→ What to do
Search the records for the string "stable". Copy each line where it occurs.

→ Collected data
+ + +

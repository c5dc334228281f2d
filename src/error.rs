//! Error taxonomy surfaced to the client, with stable `type` identifiers
//!. Internal component errors (payment signing, RPC, cache I/O)
//! are defined alongside their components and converted into a
//! [`ProxyError`] at the Proxy Core boundary.

use axum::Json;
use axum::http::StatusCode;
use axum::response::{IntoResponse, Response};
use serde_json::json;

/// Top-level error surfaced from the chat-completion pipeline.
#[derive(Debug, thiserror::Error)]
pub enum ProxyError {
    #[error("balance ${current_balance_usd} is below the required ${required_usd}")]
    InsufficientFunds {
        current_balance_usd: String,
        required_usd: String,
        wallet: String,
        help: String,
    },

    #[error("on-chain settlement failed: {message}")]
    SettlementFailed { message: String, out_of_gas: bool },

    #[error("payment signature rejected by verifier: {message}")]
    InvalidPayload { message: String },

    #[error("server-enforced spend limit exceeded")]
    BudgetExceeded,

    #[error("upstream rate-limited this model")]
    RateLimited { model: String },

    #[error("upstream provider error (status {status})")]
    ProviderError { status: u16, message: String },

    #[error("all candidate models were unavailable")]
    AllProvidersUnavailable { attempted: Vec<String> },

    #[error("the original request this one was coalesced with failed")]
    DedupOriginFailed,

    #[error("internal error: {0}")]
    Internal(String),

    #[error("malformed request body: {0}")]
    BadRequest(String),
}

impl ProxyError {
    /// The stable `type` identifier from the error taxonomy.
    pub fn type_id(&self) -> &'static str {
        match self {
            ProxyError::InsufficientFunds { .. } => "insufficient_funds",
            ProxyError::SettlementFailed { .. } => "settlement_failed",
            ProxyError::InvalidPayload { .. } => "invalid_payload",
            ProxyError::BudgetExceeded => "budget_exceeded",
            ProxyError::RateLimited { .. } => "rate_limited",
            ProxyError::ProviderError { .. } => "provider_error",
            ProxyError::AllProvidersUnavailable { .. } => "all_providers_unavailable",
            ProxyError::DedupOriginFailed => "dedup_origin_failed",
            ProxyError::Internal(_) => "proxy_error",
            ProxyError::BadRequest(_) => "proxy_error",
        }
    }

    fn status(&self) -> StatusCode {
        match self {
            ProxyError::InsufficientFunds { .. } => StatusCode::PAYMENT_REQUIRED,
            ProxyError::SettlementFailed { .. } => StatusCode::BAD_GATEWAY,
            ProxyError::InvalidPayload { .. } => StatusCode::BAD_REQUEST,
            ProxyError::BudgetExceeded => StatusCode::FORBIDDEN,
            ProxyError::RateLimited { .. } => StatusCode::TOO_MANY_REQUESTS,
            ProxyError::ProviderError { status, .. } => {
                StatusCode::from_u16(*status).unwrap_or(StatusCode::BAD_GATEWAY)
            }
            ProxyError::AllProvidersUnavailable { .. } => StatusCode::SERVICE_UNAVAILABLE,
            ProxyError::DedupOriginFailed => StatusCode::SERVICE_UNAVAILABLE,
            ProxyError::Internal(_) => StatusCode::INTERNAL_SERVER_ERROR,
            ProxyError::BadRequest(_) => StatusCode::BAD_REQUEST,
        }
    }

    /// Body shape used both for direct JSON error responses and for the
    /// SSE `data:` error chunk emitted once stream headers are already sent.
    pub fn to_json(&self) -> serde_json::Value {
        let mut body = json!({
            "type": self.type_id(),
            "message": self.to_string(),
        });
        let obj = body.as_object_mut().expect("object literal");
        match self {
            ProxyError::InsufficientFunds {
                current_balance_usd,
                required_usd,
                wallet,
                help,
            } => {
                obj.insert("current_balance_usd".into(), json!(current_balance_usd));
                obj.insert("required_usd".into(), json!(required_usd));
                obj.insert("wallet".into(), json!(wallet));
                obj.insert("help".into(), json!(help));
            }
            ProxyError::SettlementFailed { out_of_gas, .. } if *out_of_gas => {
                obj.insert("hint".into(), json!("out of gas"));
            }
            ProxyError::ProviderError { status, .. } => {
                obj.insert("status".into(), json!(status));
            }
            ProxyError::AllProvidersUnavailable { attempted } => {
                obj.insert("attempted".into(), json!(attempted));
            }
            ProxyError::RateLimited { model } => {
                obj.insert("model".into(), json!(model));
            }
            _ => {}
        }
        json!({ "error": body })
    }
}

impl IntoResponse for ProxyError {
    fn into_response(self) -> Response {
        let status = self.status();
        (status, Json(self.to_json())).into_response()
    }
}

+ + +

→ Reply
//! Error taxonomy surfaced to the client, with stable `type` identifiers
    /// The stable `type` identifier from the error taxonomy.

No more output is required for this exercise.